### What is required
Wherever a line holds the word "reloads", copy that line from the data.

Segment Open

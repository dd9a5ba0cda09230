//! In-memory host that interprets [`Probe`]s and [`Action`]s directly.
//!
//! Query output goes through the same `p<i> <value>` lines a real host
//! prints, so appliers exercise the real parser against it.

use super::command::{digest, Action, CommandOutput, Payload, Probe, ProbeValue, RemoteCommand, RemotePath};
use super::{Connector, Session};
use crate::models::HostRecord;
use crate::utils::errors::SessionError;
use async_trait::async_trait;
use std::collections::{BTreeMap, BTreeSet, HashMap, HashSet, VecDeque};
use std::sync::{Arc, Mutex, MutexGuard};

#[derive(Debug, Clone, Default, PartialEq, Eq)]
pub struct FakeFile {
    pub content: Vec<u8>,
    pub executable: bool,
    pub private: bool,
}

/// How often each kind of remote operation reached the host.
#[derive(Debug, Clone, Copy, Default, PartialEq, Eq)]
pub struct Counters {
    pub queries: usize,
    pub applies: usize,
    pub transfers: usize,
    pub archives: usize,
    pub reloads: usize,
    pub restarts: usize,
}

#[derive(Debug)]
struct HostState {
    files: BTreeMap<String, FakeFile>,
    dirs: BTreeSet<String>,
    settings: BTreeMap<String, String>,
    crontab: Vec<u8>,
    binaries: BTreeSet<String>,
    modules: BTreeSet<String>,
    /// package name -> binary/module it provides once installed
    installable: BTreeMap<String, String>,
    health: VecDeque<bool>,
    healthy: bool,
    counters: Counters,
    log: Vec<RemoteCommand>,
}

impl Default for HostState {
    fn default() -> Self {
        Self {
            files: BTreeMap::new(),
            dirs: BTreeSet::new(),
            settings: BTreeMap::new(),
            crontab: Vec::new(),
            binaries: BTreeSet::new(),
            modules: BTreeSet::new(),
            installable: BTreeMap::new(),
            health: VecDeque::new(),
            healthy: true,
            counters: Counters::default(),
            log: Vec::new(),
        }
    }
}

fn parent(path: &str) -> Option<&str> {
    path.rsplit_once('/').map(|(dir, _)| dir).filter(|d| !d.is_empty())
}

impl HostState {
    fn exists(&self, path: &str) -> bool {
        let prefix = format!("{path}/");
        self.files.contains_key(path)
            || self.dirs.contains(path)
            || self.files.keys().any(|f| f.starts_with(&prefix))
    }

    fn make_parents(&mut self, path: &str) {
        let mut current = parent(path);
        while let Some(dir) = current {
            self.dirs.insert(dir.to_string());
            current = parent(dir);
        }
    }

    fn probe(&mut self, probe: &Probe) -> ProbeValue {
        let yes_no = |b: bool| if b { ProbeValue::Yes } else { ProbeValue::No };
        match probe {
            Probe::Exists(p) => yes_no(self.exists(p.as_str())),
            Probe::Digest(p) => match self.files.get(p.as_str()) {
                Some(f) => ProbeValue::Digest(digest(&f.content)),
                None => ProbeValue::Absent,
            },
            Probe::Executable(p) => yes_no(self.files.get(p.as_str()).is_some_and(|f| f.executable)),
            Probe::Contains { path, needle } => match self.files.get(path.as_str()) {
                Some(f) => yes_no(contains(&f.content, needle.as_bytes())),
                None => ProbeValue::Absent,
            },
            Probe::Read(p) => match self.files.get(p.as_str()) {
                Some(f) => ProbeValue::Content(f.content.clone()),
                None => ProbeValue::Absent,
            },
            Probe::Which(program) => yes_no(self.binaries.contains(program)),
            Probe::Importable { module, .. } => yes_no(self.modules.contains(module)),
            Probe::Setting { key, .. } => match self.settings.get(key) {
                Some(v) => ProbeValue::Content(v.clone().into_bytes()),
                None => ProbeValue::Absent,
            },
            Probe::Crontab => ProbeValue::Content(self.crontab.clone()),
            Probe::HttpOk { .. } => yes_no(self.health.pop_front().unwrap_or(self.healthy)),
        }
    }

    fn payload(&mut self, payload: &Payload) -> Result<Vec<u8>, String> {
        match payload {
            Payload::Inline(bytes) => Ok(bytes.clone()),
            Payload::Staged(path) => self
                .files
                .remove(path.as_str())
                .map(|f| f.content)
                .ok_or_else(|| format!("cat: {path}: No such file or directory")),
        }
    }

    /// Returns the exit code and stderr of the failing action.
    fn act(&mut self, action: &Action) -> Result<(), (i32, String)> {
        let fail = |msg: String| (1, msg);
        match action {
            Action::MakeDir(p) => {
                self.make_parents(p.as_str());
                self.dirs.insert(p.as_str().to_string());
            }
            Action::Write { path, payload, executable, private } => {
                let content = self.payload(payload).map_err(fail)?;
                self.make_parents(path.as_str());
                self.files.insert(
                    path.as_str().to_string(),
                    FakeFile { content, executable: *executable, private: *private },
                );
            }
            Action::Append { path, payload } => {
                let extra = self.payload(payload).map_err(fail)?;
                self.make_parents(path.as_str());
                self.files
                    .entry(path.as_str().to_string())
                    .or_default()
                    .content
                    .extend_from_slice(&extra);
            }
            Action::InsertBefore { path, anchor, payload } => {
                let Some(file) = self.files.get(path.as_str()) else {
                    return Err((3, "anchor not found".into()));
                };
                let Some(at) = line_start_containing(&file.content, anchor.as_bytes()) else {
                    return Err((3, "anchor not found".into()));
                };
                let mut insert = self.payload(payload).map_err(fail)?;
                if !insert.ends_with(b"\n") {
                    insert.push(b'\n');
                }
                if let Some(file) = self.files.get_mut(path.as_str()) {
                    let tail = file.content.split_off(at);
                    file.content.extend(insert);
                    file.content.extend(tail);
                }
            }
            Action::Move { from, to } => {
                let file = self
                    .files
                    .remove(from.as_str())
                    .ok_or_else(|| fail(format!("mv: cannot stat {from}")))?;
                self.files.insert(to.as_str().to_string(), file);
            }
            Action::SetSetting { key, value, .. } => {
                self.settings.insert(key.clone(), value.clone());
            }
            Action::InstallCrontab(content) => self.crontab = content.clone(),
            Action::Install { packages, .. } => {
                for package in packages {
                    if let Some(provides) = self.installable.get(package).cloned() {
                        self.binaries.insert(provides.clone());
                        self.modules.insert(provides);
                    }
                }
            }
            Action::Archive { dest, stamp, .. } => {
                self.counters.archives += 1;
                let archive = format!("{}/fleet-backup-{stamp}.tar.gz", dest.as_str());
                self.make_parents(&archive);
                self.files.insert(archive, FakeFile::default());
            }
            Action::ReloadUnits(_) => self.counters.reloads += 1,
            Action::RestartService { .. } => self.counters.restarts += 1,
        }
        Ok(())
    }
}

fn contains(haystack: &[u8], needle: &[u8]) -> bool {
    needle.is_empty() || haystack.windows(needle.len()).any(|w| w == needle)
}

fn line_start_containing(content: &[u8], needle: &[u8]) -> Option<usize> {
    let mut start = 0;
    for line in content.split_inclusive(|b| *b == b'\n') {
        if contains(line, needle) {
            return Some(start);
        }
        start += line.len();
    }
    None
}

/// A scripted host. Clones share state, so a test can keep a handle while
/// the connector hands another to the pipeline.
#[derive(Debug, Clone, Default)]
pub struct FakeHost {
    state: Arc<Mutex<HostState>>,
}

impl FakeHost {
    pub fn new() -> Self {
        Self::default()
    }

    fn lock(&self) -> MutexGuard<'_, HostState> {
        self.state.lock().unwrap_or_else(|e| e.into_inner())
    }

    pub fn with_file(self, path: &str, content: impl Into<Vec<u8>>) -> Self {
        self.put_file(path, content);
        self
    }

    pub fn put_file(&self, path: &str, content: impl Into<Vec<u8>>) {
        let mut state = self.lock();
        state.make_parents(path);
        state.files.insert(path.to_string(), FakeFile { content: content.into(), ..Default::default() });
    }

    pub fn set_executable(&self, path: &str, executable: bool) {
        if let Some(file) = self.lock().files.get_mut(path) {
            file.executable = executable;
        }
    }

    pub fn remove_file(&self, path: &str) {
        self.lock().files.remove(path);
    }

    pub fn file(&self, path: &str) -> Option<Vec<u8>> {
        self.lock().files.get(path).map(|f| f.content.clone())
    }

    /// Every file path currently on the host.
    pub fn paths(&self) -> Vec<String> {
        self.lock().files.keys().cloned().collect()
    }

    pub fn file_meta(&self, path: &str) -> Option<FakeFile> {
        self.lock().files.get(path).cloned()
    }

    pub fn file_string(&self, path: &str) -> Option<String> {
        self.file(path).map(|b| String::from_utf8_lossy(&b).into_owned())
    }

    pub fn make_dir(&self, path: &str) {
        let mut state = self.lock();
        state.make_parents(path);
        state.dirs.insert(path.to_string());
    }

    pub fn exists(&self, path: &str) -> bool {
        self.lock().exists(path)
    }

    pub fn set_setting(&self, key: &str, value: &str) {
        self.lock().settings.insert(key.to_string(), value.to_string());
    }

    pub fn settings(&self) -> BTreeMap<String, String> {
        self.lock().settings.clone()
    }

    pub fn set_crontab(&self, content: &str) {
        self.lock().crontab = content.as_bytes().to_vec();
    }

    pub fn crontab(&self) -> String {
        String::from_utf8_lossy(&self.lock().crontab).into_owned()
    }

    pub fn add_binary(&self, name: &str) {
        self.lock().binaries.insert(name.to_string());
    }

    pub fn add_module(&self, name: &str) {
        self.lock().modules.insert(name.to_string());
    }

    /// Make `package` installable; installing it provides `provides`.
    pub fn allow_install(&self, package: &str, provides: &str) {
        self.lock().installable.insert(package.to_string(), provides.to_string());
    }

    pub fn set_healthy(&self, healthy: bool) {
        self.lock().healthy = healthy;
    }

    /// Answers for the next health probes; afterwards the steady state applies.
    pub fn script_health(&self, answers: impl IntoIterator<Item = bool>) {
        self.lock().health.extend(answers);
    }

    pub fn counters(&self) -> Counters {
        self.lock().counters
    }

    pub fn commands(&self) -> Vec<RemoteCommand> {
        self.lock().log.clone()
    }

    fn execute(&self, command: &RemoteCommand) -> CommandOutput {
        let mut state = self.lock();
        state.log.push(command.clone());
        match command {
            RemoteCommand::Query(probes) => {
                state.counters.queries += 1;
                let stdout: String = probes
                    .iter()
                    .enumerate()
                    .map(|(i, p)| format!("p{i} {}\n", state.probe(p).to_line()))
                    .collect();
                CommandOutput { exit_code: 0, stdout, stderr: String::new() }
            }
            RemoteCommand::Apply(actions) => {
                state.counters.applies += 1;
                let failed = actions.iter().find_map(|action| state.act(action).err());
                // the script's exit trap removes staged uploads either way
                for staged in actions.iter().filter_map(Action::staged_payload) {
                    state.files.remove(staged.as_str());
                }
                match failed {
                    Some((exit_code, stderr)) => CommandOutput { exit_code, stdout: String::new(), stderr },
                    None => CommandOutput::default(),
                }
            }
        }
    }
}

pub struct FakeSession {
    host: FakeHost,
}

impl FakeSession {
    pub fn new(host: FakeHost) -> Self {
        Self { host }
    }
}

#[async_trait]
impl Session for FakeSession {
    async fn run(&self, command: &RemoteCommand) -> Result<CommandOutput, SessionError> {
        Ok(self.host.execute(command))
    }

    async fn transfer_file(&self, content: &[u8], remote_path: &RemotePath) -> Result<(), SessionError> {
        self.host.lock().counters.transfers += 1;
        self.host.put_file(remote_path.as_str(), content.to_vec());
        Ok(())
    }

    async fn close(&self) -> Result<(), SessionError> {
        Ok(())
    }
}

/// Hands out sessions to registered fake hosts by host id.
#[derive(Default)]
pub struct FakeConnector {
    hosts: Mutex<HashMap<String, FakeHost>>,
    unreachable: Mutex<HashSet<String>>,
}

impl FakeConnector {
    pub fn new() -> Self {
        Self::default()
    }

    pub fn add(&self, host_id: &str, host: FakeHost) {
        self.hosts
            .lock()
            .unwrap_or_else(|e| e.into_inner())
            .insert(host_id.to_string(), host);
    }

    pub fn set_unreachable(&self, host_id: &str) {
        self.unreachable
            .lock()
            .unwrap_or_else(|e| e.into_inner())
            .insert(host_id.to_string());
    }
}

#[async_trait]
impl Connector for FakeConnector {
    async fn open(&self, host: &HostRecord) -> Result<Box<dyn Session>, SessionError> {
        let unreachable = self
            .unreachable
            .lock()
            .unwrap_or_else(|e| e.into_inner())
            .contains(&host.id);
        if unreachable {
            return Err(SessionError::Connect {
                host: host.id.clone(),
                reason: "connection refused".into(),
            });
        }
        let fake = self.hosts.lock().unwrap_or_else(|e| e.into_inner()).get(&host.id).cloned();
        match fake {
            Some(fake) => Ok(Box::new(FakeSession::new(fake))),
            None => Err(SessionError::Connect {
                host: host.id.clone(),
                reason: "no route to host".into(),
            }),
        }
    }
}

Segment Closed

### Task response
    pub reloads: usize,
            Action::ReloadUnits(_) => self.counters.reloads += 1,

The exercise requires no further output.